The shady matters in esports
For most people, the concept of doing what you love and earning money from it has got to be a dream come true. This holds true especially for people in the esports industry – from professional players, team managers, and even media persons. However, not everything is a happy fairy tale as the industry holds a dark side from its spotlight.
Here are some of the untold, dark truths about esports.
Unpaid prize money
Just recently, Reddit user u/nextmetaGna appealed a complaint to the Reddit community regarding Dota 2 team TNC Predator and esports event China TOP 2017. TNC, who emerged as the champions for the tournament, claims they have not yet received their hard-earned prize from two years ago, despite proper documents and necessary details to have been submitted to the organizers.

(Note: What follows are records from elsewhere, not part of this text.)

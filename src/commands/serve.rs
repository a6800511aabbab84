use anyhow::{Result, anyhow};
use clap::Args;
use lambda_runtime::{Error, LambdaEvent, service_fn};
use tracing::info;

use crate::config::HandlerConfig;
use crate::event::HandlerRequest;
use crate::resource;

#[derive(Debug, Clone, Args)]
pub struct ServeCommand {}

impl ServeCommand {
    pub async fn execute(self, config: HandlerConfig) -> Result<()> {
        info!("Starting Lambda runtime");
        let config = &config;

        lambda_runtime::run(service_fn(
            move |event: LambdaEvent<HandlerRequest>| async move {
                info!("Received request {}", event.context.request_id);
                Ok::<_, Error>(resource::invoke(config, event.payload).await)
            },
        ))
        .await
        .map_err(|e| anyhow!("Lambda runtime failed: {e}"))
    }
}
use std::fmt;
use std::io;
use std::net::TcpStream;
use std::sync::Arc;

use async_trait::async_trait;
use rustls::client::danger::{HandshakeSignatureValid, ServerCertVerified, ServerCertVerifier};
use rustls::crypto::ring;
use rustls::pki_types::{CertificateDer, ServerName, UnixTime};
use rustls::{ClientConfig, ClientConnection, DigitallySignedStruct, SignatureScheme};
use sha1::{Digest, Sha1};
use thiserror::Error;
use tracing::{debug, info};
use url::Url;

use crate::constants::{HTTPS_PORT, HTTPS_SCHEME};

#[derive(Debug, Error)]
pub enum ThumbprintError {
    #[error("unable to parse OIDC issuer's url {url:?}")]
    InvalidUrl {
        url: String,
        #[source]
        source: url::ParseError,
    },
    #[error("unsupported URL scheme {0:?}")]
    UnsupportedScheme(String),
    #[error("OIDC issuer's url {0:?} has no usable host")]
    InvalidHost(String),
    #[error("connecting to issuer OIDC ({address})")]
    Connect {
        address: String,
        #[source]
        source: io::Error,
    },
    #[error("TLS handshake with issuer OIDC ({address})")]
    Handshake {
        address: String,
        #[source]
        source: io::Error,
    },
    #[error("building TLS client configuration")]
    Tls(#[from] rustls::Error),
    #[error("unable to get OIDC issuer's certificate")]
    NoCertificates,
    #[error("thumbprint resolution task failed")]
    Task(#[from] tokio::task::JoinError),
}

/// Turns an OIDC issuer URL into the thumbprint IAM expects
#[async_trait]
pub trait ThumbprintResolver: Send + Sync {
    async fn resolve(&self, issuer_url: &str) -> Result<String, ThumbprintError>;
}

/// Resolves thumbprints by dialing the issuer over TLS
#[derive(Debug, Clone, Copy, Default)]
pub struct TlsThumbprintResolver;

#[async_trait]
impl ThumbprintResolver for TlsThumbprintResolver {
    async fn resolve(&self, issuer_url: &str) -> Result<String, ThumbprintError> {
        let endpoint = IssuerEndpoint::parse(issuer_url)?;
        tokio::task::spawn_blocking(move || fetch_root_thumbprint(&endpoint)).await?
    }
}

/// Host and port the issuer is dialed on
#[derive(Debug, Clone, PartialEq, Eq)]
pub struct IssuerEndpoint {
    pub host: String,
    pub port: u16,
}

impl IssuerEndpoint {
    pub fn parse(issuer_url: &str) -> Result<Self, ThumbprintError> {
        let url = Url::parse(issuer_url).map_err(|source| ThumbprintError::InvalidUrl {
            url: issuer_url.to_string(),
            source,
        })?;

        if url.scheme() != HTTPS_SCHEME {
            return Err(ThumbprintError::UnsupportedScheme(url.scheme().to_string()));
        }

        // IPv6 literals come back bracketed
        let host = url
            .host_str()
            .map(|h| h.trim_start_matches('[').trim_end_matches(']'))
            .filter(|h| !h.is_empty())
            .ok_or_else(|| ThumbprintError::InvalidHost(issuer_url.to_string()))?;

        Ok(Self {
            host: host.to_string(),
            port: url.port().unwrap_or(HTTPS_PORT),
        })
    }
}

impl fmt::Display for IssuerEndpoint {
    fn fmt(&self, f: &mut fmt::Formatter<'_>) -> fmt::Result {
        if self.host.contains(':') {
            write!(f, "[{}]:{}", self.host, self.port)
        } else {
            write!(f, "{}:{}", self.host, self.port)
        }
    }
}

/// SHA-1 of a DER certificate, lowercase hex
pub fn fingerprint(der: &[u8]) -> String {
    hex::encode(Sha1::digest(der))
}

/// Thumbprint of the last certificate in the presented chain
pub fn root_thumbprint(chain: &[CertificateDer<'_>]) -> Result<String, ThumbprintError> {
    chain
        .last()
        .map(|root| fingerprint(root.as_ref()))
        .ok_or(ThumbprintError::NoCertificates)
}

fn fetch_root_thumbprint(endpoint: &IssuerEndpoint) -> Result<String, ThumbprintError> {
    let address = endpoint.to_string();
    info!("Retrieving OIDC issuer certificate chain from {}", address);

    let server_name = ServerName::try_from(endpoint.host.clone())
        .map_err(|_| ThumbprintError::InvalidHost(endpoint.host.clone()))?;
    let mut conn = ClientConnection::new(client_config()?, server_name)?;

    let mut sock = TcpStream::connect((endpoint.host.as_str(), endpoint.port)).map_err(
        |source| ThumbprintError::Connect {
            address: address.clone(),
            source,
        },
    )?;

    while conn.is_handshaking() {
        conn.complete_io(&mut sock)
            .map_err(|source| ThumbprintError::Handshake {
                address: address.clone(),
                source,
            })?;
    }

    let chain = conn.peer_certificates().unwrap_or_default();
    debug!("Issuer presented {} certificate(s)", chain.len());
    let thumbprint = root_thumbprint(chain)?;

    conn.send_close_notify();
    // Best effort: the thumbprint is already in hand
    conn.complete_io(&mut sock).ok();

    info!("Resolved OIDC issuer thumbprint: {}", thumbprint);
    Ok(thumbprint)
}

/// TLS client that completes the handshake against any certificate
fn client_config() -> Result<Arc<ClientConfig>, rustls::Error> {
    let provider = Arc::new(ring::default_provider());
    let verifier = AcceptAnyCertificate {
        schemes: provider
            .signature_verification_algorithms
            .supported_schemes(),
    };

    let config = ClientConfig::builder_with_provider(provider)
        .with_safe_default_protocol_versions()?
        .dangerous()
        .with_custom_certificate_verifier(Arc::new(verifier))
        .with_no_client_auth();

    Ok(Arc::new(config))
}

/// Only the chain's bytes matter here, never its trust
#[derive(Debug)]
struct AcceptAnyCertificate {
    schemes: Vec<SignatureScheme>,
}

impl ServerCertVerifier for AcceptAnyCertificate {
    fn verify_server_cert(
        &self,
        _end_entity: &CertificateDer<'_>,
        _intermediates: &[CertificateDer<'_>],
        _server_name: &ServerName<'_>,
        _ocsp_response: &[u8],
        _now: UnixTime,
    ) -> Result<ServerCertVerified, rustls::Error> {
        Ok(ServerCertVerified::assertion())
    }

    fn verify_tls12_signature(
        &self,
        _message: &[u8],
        _cert: &CertificateDer<'_>,
        _dss: &DigitallySignedStruct,
    ) -> Result<HandshakeSignatureValid, rustls::Error> {
        Ok(HandshakeSignatureValid::assertion())
    }

    fn verify_tls13_signature(
        &self,
        _message: &[u8],
        _cert: &CertificateDer<'_>,
        _dss: &DigitallySignedStruct,
    ) -> Result<HandshakeSignatureValid, rustls::Error> {
        Ok(HandshakeSignatureValid::assertion())
    }

    fn supported_verify_schemes(&self) -> Vec<SignatureScheme> {
        self.schemes.clone()
    }
}
/// CloudFormation type name handled by the OIDC provider handler
pub const OIDC_PROVIDER_TYPE_NAME: &str = "Community::IAM::OIDCProvider";

/// CloudFormation type name handled by the SAML provider handler
pub const SAML_PROVIDER_TYPE_NAME: &str = "Community::IAM::SAMLProvider";

/// IAM resource type segment of an OIDC provider ARN
pub const OIDC_PROVIDER_RESOURCE_TYPE: &str = "oidc-provider";

/// IAM resource type segment of a SAML provider ARN
pub const SAML_PROVIDER_RESOURCE_TYPE: &str = "saml-provider";

/// Partition used when the caller ARN does not carry a usable one
pub const DEFAULT_PARTITION: &str = "aws";

/// Default AWS region when none is configured
pub const DEFAULT_AWS_REGION: &str = "us-east-1";

/// Scheme an OIDC issuer URL must use
pub const HTTPS_SCHEME: &str = "https";

/// Port dialed when the issuer URL does not name one
pub const HTTPS_PORT: u16 = 443;

/// Environment variable overriding the AWS region for handler calls
pub const REGION_ENV: &str = "IDP_RESOURCES_REGION";

/// Environment variable overriding the ARN partition
pub const PARTITION_ENV: &str = "IDP_RESOURCES_PARTITION";

/// Standard AWS environment variables the handler falls back to
pub const AWS_PROFILE_ENV: &str = "AWS_PROFILE";
pub const AWS_REGION_ENV: &str = "AWS_REGION";

/// Set by the Lambda runtime; CloudWatch stamps every log line itself
pub const LAMBDA_FUNCTION_NAME_ENV: &str = "AWS_LAMBDA_FUNCTION_NAME";

/// Provider name recorded on credentials passed in with a request
pub const CALLER_CREDENTIALS_PROVIDER: &str = "caller-credentials";
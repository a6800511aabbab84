use std::process::ExitCode;

use clap::Parser;
use idp_resources::cli::Cli;
use idp_resources::logging;

#[tokio::main]
async fn main() -> ExitCode {
    let cli = Cli::parse();

    if let Err(e) = logging::init(cli.verbose) {
        eprintln!("{e}");
        return ExitCode::FAILURE;
    }

    if let Err(e) = cli.execute().await {
        eprintln!("Error: {e:#}");
        return ExitCode::FAILURE;
    }
    ExitCode::SUCCESS
}
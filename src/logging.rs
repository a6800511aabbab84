use std::env;

use anyhow::{Result, anyhow};
use tracing::Level;
use tracing_subscriber::EnvFilter;

use crate::constants::LAMBDA_FUNCTION_NAME_ENV;

/// Level used when `RUST_LOG` is unset
pub fn level_for(verbose: u8) -> Level {
    match verbose {
        0 => Level::WARN,
        1 => Level::INFO,
        2 => Level::DEBUG,
        _ => Level::TRACE,
    }
}

fn filter_for(verbose: u8) -> EnvFilter {
    EnvFilter::try_from_default_env().unwrap_or_else(|_| EnvFilter::new(level_for(verbose).as_str()))
}

/// Install the global subscriber writing to stderr
///
/// Handler output goes to stdout under `invoke`, so logs must never share it.
pub fn init(verbose: u8) -> Result<()> {
    let in_lambda = env::var_os(LAMBDA_FUNCTION_NAME_ENV).is_some();

    let builder = tracing_subscriber::fmt()
        .with_env_filter(filter_for(verbose))
        .with_writer(std::io::stderr)
        .with_ansi(false)
        .with_target(verbose >= 2)
        .with_file(verbose >= 3)
        .with_line_number(verbose >= 3)
        .compact();

    let installed = if in_lambda {
        builder.without_time().try_init()
    } else {
        builder.try_init()
    };
    installed.map_err(|e| anyhow!("could not install log subscriber: {e}"))
}

#[cfg(test)]
mod tests {
    use super::*;

    #[test]
    fn test_level_for_verbosity() {
        assert_eq!(level_for(0), Level::WARN);
        assert_eq!(level_for(1), Level::INFO);
        assert_eq!(level_for(2), Level::DEBUG);
        assert_eq!(level_for(3), Level::TRACE);
        assert_eq!(level_for(9), Level::TRACE);
    }
}
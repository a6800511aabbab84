use std::fmt;

use serde::{Deserialize, Serialize};
use serde_json::Value;

/// Lifecycle action requested by CloudFormation
#[derive(Debug, Clone, Copy, PartialEq, Eq, Serialize, Deserialize)]
#[serde(rename_all = "UPPERCASE")]
pub enum Action {
    Create,
    Read,
    Update,
    Delete,
    List,
}

impl fmt::Display for Action {
    fn fmt(&self, f: &mut fmt::Formatter<'_>) -> fmt::Result {
        let name = match self {
            Action::Create => "Create",
            Action::Read => "Read",
            Action::Update => "Update",
            Action::Delete => "Delete",
            Action::List => "List",
        };
        f.write_str(name)
    }
}

#[derive(Debug, Clone, Copy, PartialEq, Eq, Serialize, Deserialize)]
#[serde(rename_all = "UPPERCASE")]
pub enum OperationStatus {
    Success,
    Failed,
}

/// Temporary credentials CloudFormation hands to the handler
#[derive(Clone, Serialize, Deserialize)]
#[serde(rename_all = "camelCase")]
pub struct CallerCredentials {
    pub access_key_id: String,
    pub secret_access_key: String,
    #[serde(default)]
    pub session_token: Option<String>,
}

impl fmt::Debug for CallerCredentials {
    fn fmt(&self, f: &mut fmt::Formatter<'_>) -> fmt::Result {
        f.debug_struct("CallerCredentials")
            .field("access_key_id", &self.access_key_id)
            .field("secret_access_key", &"<redacted>")
            .field("session_token", &self.session_token.as_ref().map(|_| "<redacted>"))
            .finish()
    }
}

/// A single handler invocation
#[derive(Debug, Clone, Serialize, Deserialize)]
#[serde(rename_all = "camelCase")]
pub struct HandlerRequest {
    pub type_name: String,
    pub action: Action,
    #[serde(default)]
    pub region: Option<String>,
    #[serde(default)]
    pub caller_credentials: Option<CallerCredentials>,
    #[serde(default)]
    pub previous_resource_state: Option<Value>,
    #[serde(default)]
    pub desired_resource_state: Value,
}

/// Outcome of a handler invocation
#[derive(Debug, Clone, PartialEq, Serialize, Deserialize)]
#[serde(rename_all = "camelCase")]
pub struct ProgressEvent<M> {
    pub status: OperationStatus,
    pub message: String,
    pub resource_model: M,
    #[serde(default, skip_serializing_if = "Option::is_none")]
    pub error_message: Option<String>,
}

impl<M> ProgressEvent<M> {
    pub fn success(action: Action, resource_model: M) -> Self {
        Self {
            status: OperationStatus::Success,
            message: format!("{action} complete"),
            resource_model,
            error_message: None,
        }
    }

    pub fn failed(action: Action, resource_model: M, error: &anyhow::Error) -> Self {
        Self {
            status: OperationStatus::Failed,
            message: format!("{action} failed"),
            resource_model,
            error_message: Some(format!("{error:#}")),
        }
    }

    pub fn is_success(&self) -> bool {
        self.status == OperationStatus::Success
    }

    pub fn map_model<N>(self, f: impl FnOnce(M) -> N) -> ProgressEvent<N> {
        ProgressEvent {
            status: self.status,
            message: self.message,
            resource_model: f(self.resource_model),
            error_message: self.error_message,
        }
    }
}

We are appealing to the organizer to settle our claim and we are also asking for understanding in using the social media to address the issue, but there is no longer person, directly in charge to reach out to.
This isn't the only case under the issue, as u/DeMoN_909 replied to the Reddit thread claiming that their team Digital Chaos also have not been paid out for China TOP 2017.
Will we ever get to see this issue settled, or will these teams fail to acquire the money they've played so hard for?
Any corporation and organization in the esports industry is built relatively on a smaller scale, comprising of volunteers who are passionate and have faith in games. Some have stepped up from being volunteers to actually having positions in esports organizations. However, sometimes the pay that they receive doesn’t really justify their positions. This goes true for one particular case – the members of professional esports team HappyFeet.
In a narrative explained by Anthony, a former Mineski employee, the HappyFeet team members “earned a salary as low as 8000php ($150) per month.” This is below the minimum wage in the Philippines, and probably way less than the pay of players in other countries.
“When I raised the issue with Ronald, he told me I didn’t understand ‘Filipino mentality’ and that paying players more would only result in them wasting that money.”
From our view, HappyFeet sure did won a couple of LANs for Mineski, but the organization sees giving a raise to the team as “the players wasting money.”
You can read all about the fiasco here.
The issue of players breaching contracts here and there is not really something new in the world of sports. However, it is becoming more frequent in the esports scene.
Late last year, issues have surfaced regarding League of Legends European team G2 Esports, who have been accused of player poaching. One of G2’s star players, Luka ‘Perkz’ Perkovic has been reported to have been contacting different players while they were still in contract with other esports teams.
Perkz has already denied these issues, saying he has never contacted any players through a representative.
Riot Games has already penalized a case of player poaching involving CLG and Team Dragon Knights, which were both fined $10,000.